◆ The task: Only a number is expected: how many lines in the data below contain the word "serde".

*** Record extracts Section Begins ***

//! Minimal addon library.
//!
//! Built as `libaddon_sample.so` (or the platform equivalent) and exports both
//! `addon_factory_instance_addon_sample` and the legacy bare entry symbol.

use addon_api::{declare_addon_factory, AddonInstance, AddonManager};
use liblogger::log_info;

/// State of one sample addon instance.
pub struct SampleAddon {
    pub manager: *mut AddonManager,
    pub greeting: &'static str,
}

extern "C" fn create(manager: *mut AddonManager) -> *mut AddonInstance {
    log_info!("Creating sample addon instance");
    let addon = Box::new(SampleAddon {
        manager,
        greeting: "hello from addon_sample",
    });
    Box::into_raw(addon) as *mut AddonInstance
}

/// Frees an instance returned by the sample factory.
///
/// # Safety
/// `instance` must come from this library's factory and not be freed twice.
pub unsafe fn destroy(instance: *mut AddonInstance) {
    if !instance.is_null() {
        drop(Box::from_raw(instance as *mut SampleAddon));
    }
}

declare_addon_factory!(addon_factory_instance_addon_sample, create);
declare_addon_factory!(legacy, create);
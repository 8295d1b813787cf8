pub mod addon_factory;
pub mod addon_info;
pub mod addon_macros;
pub mod manager_context;

pub use addon_factory::{
    AddonFactory, AddonFactoryEntry, AddonInstance, AddonManager, ADDON_ABI_VERSION,
    ADDON_FACTORY_ENTRY,
};
pub use addon_info::AddonInfo;
pub use manager_context::ManagerContext;
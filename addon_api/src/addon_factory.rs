/// Name of the symbol every addon library exports to hand out its factory.
///
/// Libraries that bundle several addons export one symbol per addon, named
/// `<ADDON_FACTORY_ENTRY>_<unique_name>`. Older single-addon libraries export
/// only the bare name. The host tries the versioned name first.
pub const ADDON_FACTORY_ENTRY: &str = "addon_factory_instance";

/// ABI revision of [`AddonFactory`]. Bumped whenever its layout changes.
pub const ADDON_ABI_VERSION: u32 = 1;

/// Opaque handle to the host's addon manager.
///
/// Only ever seen behind a pointer. The host passes it through to
/// [`AddonFactory::create`] without the loader looking inside.
#[repr(C)]
pub struct AddonManager {
    _private: [u8; 0],
}

/// Opaque addon instance produced by a factory.
#[repr(C)]
pub struct AddonInstance {
    _private: [u8; 0],
}

/// Factory object returned by an addon library's entry point.
///
/// The factory is owned by the library that returned it. It usually lives in a
/// `static` inside that library and stays valid for as long as the library is
/// mapped into the process.
#[repr(C)]
#[derive(Debug)]
pub struct AddonFactory {
    /// Must equal [`ADDON_ABI_VERSION`] of the headers the addon was built with.
    pub abi_version: u32,

    /// Builds one addon instance for the given manager.
    ///
    /// Returns null when the addon refuses to start.
    pub create: extern "C" fn(manager: *mut AddonManager) -> *mut AddonInstance,
}

impl AddonFactory {
    /// Builds a factory for the current ABI revision.
    pub const fn new(
        create: extern "C" fn(manager: *mut AddonManager) -> *mut AddonInstance,
    ) -> Self {
        Self {
            abi_version: ADDON_ABI_VERSION,
            create,
        }
    }
}

/// Signature of the exported entry point, versioned or legacy.
pub type AddonFactoryEntry = unsafe extern "C" fn() -> *const AddonFactory;
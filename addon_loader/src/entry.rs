use addon_api::AddonFactoryEntry;

use crate::native::RawSymbol;

/// Reinterprets a resolved entry symbol as the factory entry function.
///
/// This is the only place a symbol address is turned into something callable.
///
/// # Safety
/// `symbol` must be the address of a function with the [`AddonFactoryEntry`]
/// signature, and the module it came from must stay mapped while the returned
/// function is in use.
pub(crate) unsafe fn entry_point_from_symbol(symbol: RawSymbol) -> AddonFactoryEntry {
    std::mem::transmute::<*mut std::ffi::c_void, AddonFactoryEntry>(symbol.as_ptr())
}
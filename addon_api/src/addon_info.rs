use serde::Deserialize;

/// Describes an addon as known to the addon manager.
///
/// The loader only reads it. Where the descriptor comes from (a manifest file,
/// a built-in table) is up to the manager.
#[derive(Debug, Clone, PartialEq, Eq, Deserialize)]
pub struct AddonInfo {
    /// Unique name of the addon. Used as registry key, as the library file stem
    /// and as the suffix of the versioned entry symbol.
    pub unique_name: String,

    /// Kind of loader responsible for this addon, e.g. "SharedLibrary".
    #[serde(default = "default_addon_type", rename = "type")]
    pub addon_type: String,

    /// Human readable name. Defaults to the unique name when absent.
    #[serde(default)]
    pub name: Option<String>,

    /// Optional version string of the addon.
    #[serde(default)]
    pub version: Option<String>,
}

/// Default value for the `type` field ("SharedLibrary").
fn default_addon_type() -> String {
    "SharedLibrary".to_string()
}

impl AddonInfo {
    /// Creates a shared-library addon descriptor with only a unique name.
    pub fn new(unique_name: impl Into<String>) -> Self {
        Self {
            unique_name: unique_name.into(),
            addon_type: default_addon_type(),
            name: None,
            version: None,
        }
    }

    pub fn with_type(mut self, addon_type: impl Into<String>) -> Self {
        self.addon_type = addon_type.into();
        self
    }

    pub fn display_name(&self) -> &str {
        self.name.as_deref().unwrap_or(&self.unique_name)
    }
}
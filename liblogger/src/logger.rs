/*
 * Global logger
 *
 * One process-wide instance behind a OnceCell. Until it is initialized,
 * records at Info and above go to stderr. Initializing again replaces the
 * configuration and output.
 */

use chrono::Utc;
use once_cell::sync::OnceCell;
use std::io::{self, Write};
use std::path::Path;
use std::sync::Mutex;

use crate::config::{LogConfig, LogLevel};
use crate::outputs::{create_log_output, LogOutput};

static LOGGER_INSTANCE: OnceCell<Mutex<LoggerInner>> = OnceCell::new();

struct LoggerInner {
    config: LogConfig,
    output: Option<Box<dyn LogOutput>>,
}

impl LoggerInner {
    fn new() -> Self {
        LoggerInner {
            config: LogConfig::default(),
            output: None,
        }
    }

    fn log(&mut self, level: LogLevel, message: &str, context: Option<&str>, file: &str, line: u32, module: &str) {
        if !self.config.accepts(level) {
            return;
        }

        let timestamp = Utc::now().format("%Y-%m-%dT%H:%M:%SZ").to_string();
        let formatted = format_log_message(&timestamp, level, message, context, file, line, module);

        match self.output.as_mut() {
            Some(output) => {
                if let Err(e) = output.write_log(&formatted) {
                    eprintln!("Failed to write log: {}", e);
                }
            }
            None => {
                let _ = writeln!(io::stderr(), "{}", formatted);
            }
        }
    }
}

pub(crate) fn format_log_message(
    timestamp: &str,
    level: LogLevel,
    message: &str,
    context: Option<&str>,
    file: &str,
    line: u32,
    module: &str,
) -> String {
    let level_str = level.as_str();
    match context {
        Some(ctx) => format!(
            "{} [{}] [{}:{}] [{}] {} | {}",
            timestamp, level_str, file, line, module, message, ctx
        ),
        None => format!(
            "{} [{}] [{}:{}] [{}] {}",
            timestamp, level_str, file, line, module, message
        ),
    }
}

fn instance() -> &'static Mutex<LoggerInner> {
    LOGGER_INSTANCE.get_or_init(|| Mutex::new(LoggerInner::new()))
}

pub struct Logger;

impl Logger {
    /// Initialize from the default configuration file "app_config.toml"
    pub fn init() {
        if let Err(e) = Self::init_with_config_file("app_config.toml") {
            eprintln!("Failed to initialize logger: {}", e);
        }
    }

    /// Initialize from the [logging] section of a TOML file
    pub fn init_with_config_file(config_path: &str) -> Result<(), String> {
        let config = LogConfig::from_file(config_path)?;
        Self::init_with_config(config)
    }

    /// Initialize with an explicit configuration
    pub fn init_with_config(config: LogConfig) -> Result<(), String> {
        let output = create_log_output(&config)?;

        let mut inner = match instance().lock() {
            Ok(guard) => guard,
            Err(poisoned) => poisoned.into_inner(),
        };
        inner.config = config;
        inner.output = Some(output);

        Ok(())
    }

    pub fn debug(message: &str, context: Option<String>, file: &'static str, line: u32, module: &'static str) {
        Self::log_with_metadata(LogLevel::Debug, message, context, file, line, module)
    }

    pub fn info(message: &str, context: Option<String>, file: &'static str, line: u32, module: &'static str) {
        Self::log_with_metadata(LogLevel::Info, message, context, file, line, module)
    }

    pub fn warn(message: &str, context: Option<String>, file: &'static str, line: u32, module: &'static str) {
        Self::log_with_metadata(LogLevel::Warn, message, context, file, line, module)
    }

    pub fn error(message: &str, context: Option<String>, file: &'static str, line: u32, module: &'static str) {
        Self::log_with_metadata(LogLevel::Error, message, context, file, line, module)
    }

    fn log_with_metadata(level: LogLevel, message: &str, context: Option<String>, file: &str, line: u32, module: &str) {
        let file_name = Path::new(file)
            .file_name()
            .and_then(|n| n.to_str())
            .unwrap_or(file);

        match instance().lock() {
            Ok(mut logger) => logger.log(level, message, context.as_deref(), file_name, line, module),
            Err(_) => {
                let timestamp = Utc::now().format("%Y-%m-%dT%H:%M:%SZ").to_string();
                let formatted = format_log_message(&timestamp, level, message, context.as_deref(), file_name, line, module);
                let _ = writeln!(io::stderr(), "{} | MUTEX POISONED", formatted);
            }
        }
    }

    /// Flush the configured output
    pub fn flush() -> Result<(), String> {
        if let Some(logger) = LOGGER_INSTANCE.get() {
            if let Ok(mut inner) = logger.lock() {
                if let Some(output) = inner.output.as_mut() {
                    return output.flush();
                }
            }
        }
        Ok(())
    }
}

#[cfg(test)]
mod tests {
    use super::*;
    use crate::config::LogType;

    #[test]
    fn formats_with_and_without_context() {
        let plain = format_log_message("T", LogLevel::Info, "loaded", None, "loader.rs", 7, "addon_loader");
        assert_eq!(plain, "T [INFO] [loader.rs:7] [addon_loader] loaded");

        let with_ctx = format_log_message("T", LogLevel::Warn, "slow", Some("pinyin"), "f.rs", 1, "m");
        assert_eq!(with_ctx, "T [WARN] [f.rs:1] [m] slow | pinyin");
    }

    #[test]
    fn writes_to_configured_file_above_threshold() {
        let dir = tempfile::tempdir().unwrap();
        let config = LogConfig {
            log_type: LogType::File,
            threshold: LogLevel::Info,
            file_path: Some("test.log".into()),
            log_folder: Some(dir.path().to_string_lossy().into_owned()),
            force_flush: true,
        };
        Logger::init_with_config(config).unwrap();

        crate::log_debug!("hidden");
        crate::log_info!("visible", Some("ctx".to_string()));
        Logger::flush().unwrap();

        let written = std::fs::read_to_string(dir.path().join("test.log")).unwrap();
        assert!(!written.contains("hidden"));
        assert!(written.contains("[INFO]"));
        assert!(written.contains("visible | ctx"));
    }
}
use std::env;
use std::path::{Path, PathBuf};

use crate::config::LoaderSection;

/// Environment variable holding extra addon directories, searched first.
pub const ADDON_PATH_ENV: &str = "ADDON_LOADER_PATH";

/// Returns the library file name of an addon for the current platform
/// (e.g. libfoo.so, libfoo.dylib, foo.dll).
pub fn library_file_name(unique_name: &str) -> String {
    if cfg!(target_os = "windows") {
        format!("{}.dll", unique_name)
    } else if cfg!(target_os = "macos") {
        format!("lib{}.dylib", unique_name)
    } else {
        format!("lib{}.so", unique_name)
    }
}

/// Turns an addon's unique name into the path of its library.
pub trait AddonPathResolver {
    /// Every path the library may live at, in search order.
    fn candidates(&self, unique_name: &str) -> Vec<PathBuf>;

    /// The first candidate that exists as a file.
    fn locate(&self, unique_name: &str) -> Option<PathBuf> {
        self.candidates(unique_name)
            .into_iter()
            .find(|path| path.is_file())
    }
}

/// Searches an ordered list of addon directories.
#[derive(Debug, Clone, Default)]
pub struct StandardPath {
    search_paths: Vec<PathBuf>,
}

impl StandardPath {
    pub fn new(search_paths: Vec<PathBuf>) -> Self {
        Self { search_paths }
    }

    /// Directories from the loader config, preceded by those in
    /// `ADDON_LOADER_PATH` when the section allows it.
    pub fn from_config(section: &LoaderSection) -> Self {
        let mut search_paths = Vec::new();

        if section.use_env_path {
            if let Some(value) = env::var_os(ADDON_PATH_ENV) {
                search_paths.extend(env::split_paths(&value).filter(|p| !p.as_os_str().is_empty()));
            }
        }
        search_paths.extend(section.search_paths.iter().cloned());

        Self { search_paths }
    }

    pub fn add_search_path(&mut self, path: impl AsRef<Path>) -> &mut Self {
        self.search_paths.push(path.as_ref().to_path_buf());
        self
    }

    pub fn search_paths(&self) -> &[PathBuf] {
        &self.search_paths
    }
}

impl AddonPathResolver for StandardPath {
    fn candidates(&self, unique_name: &str) -> Vec<PathBuf> {
        let file_name = library_file_name(unique_name);
        self.search_paths
            .iter()
            .map(|folder| folder.join(&file_name))
            .collect()
    }
}

#[cfg(test)]
mod tests {
    use super::*;
    use std::fs;

    #[test]
    fn file_name_follows_platform_convention() {
        #[cfg(target_os = "linux")]
        assert_eq!(library_file_name("pinyin"), "libpinyin.so");

        #[cfg(target_os = "macos")]
        assert_eq!(library_file_name("pinyin"), "libpinyin.dylib");

        #[cfg(windows)]
        assert_eq!(library_file_name("pinyin"), "pinyin.dll");
    }

    #[test]
    fn candidates_keep_search_order() {
        let paths = StandardPath::new(vec![PathBuf::from("/first"), PathBuf::from("/second")]);
        let file_name = library_file_name("lua");

        assert_eq!(
            paths.candidates("lua"),
            vec![Path::new("/first").join(&file_name), Path::new("/second").join(&file_name)]
        );
    }

    #[test]
    fn locate_returns_first_existing_file() {
        let first = tempfile::tempdir().unwrap();
        let second = tempfile::tempdir().unwrap();
        let third = tempfile::tempdir().unwrap();
        let file_name = library_file_name("clipboard");
        fs::write(second.path().join(&file_name), b"").unwrap();
        fs::write(third.path().join(&file_name), b"").unwrap();

        let mut paths = StandardPath::default();
        paths
            .add_search_path(first.path())
            .add_search_path(second.path())
            .add_search_path(third.path());

        assert_eq!(paths.locate("clipboard"), Some(second.path().join(&file_name)));
    }

    #[test]
    fn locate_ignores_directories() {
        let dir = tempfile::tempdir().unwrap();
        fs::create_dir(dir.path().join(library_file_name("quickphrase"))).unwrap();

        let paths = StandardPath::new(vec![dir.path().to_path_buf()]);
        assert_eq!(paths.locate("quickphrase"), None);
    }

    #[test]
    fn config_paths_without_env() {
        let section = LoaderSection {
            search_paths: vec![PathBuf::from("/opt/addons")],
            use_env_path: false,
        };
        assert_eq!(StandardPath::from_config(&section).search_paths(), [PathBuf::from("/opt/addons")]);
    }
}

*** Record extracts Section Ends ***

◆ Reply: 4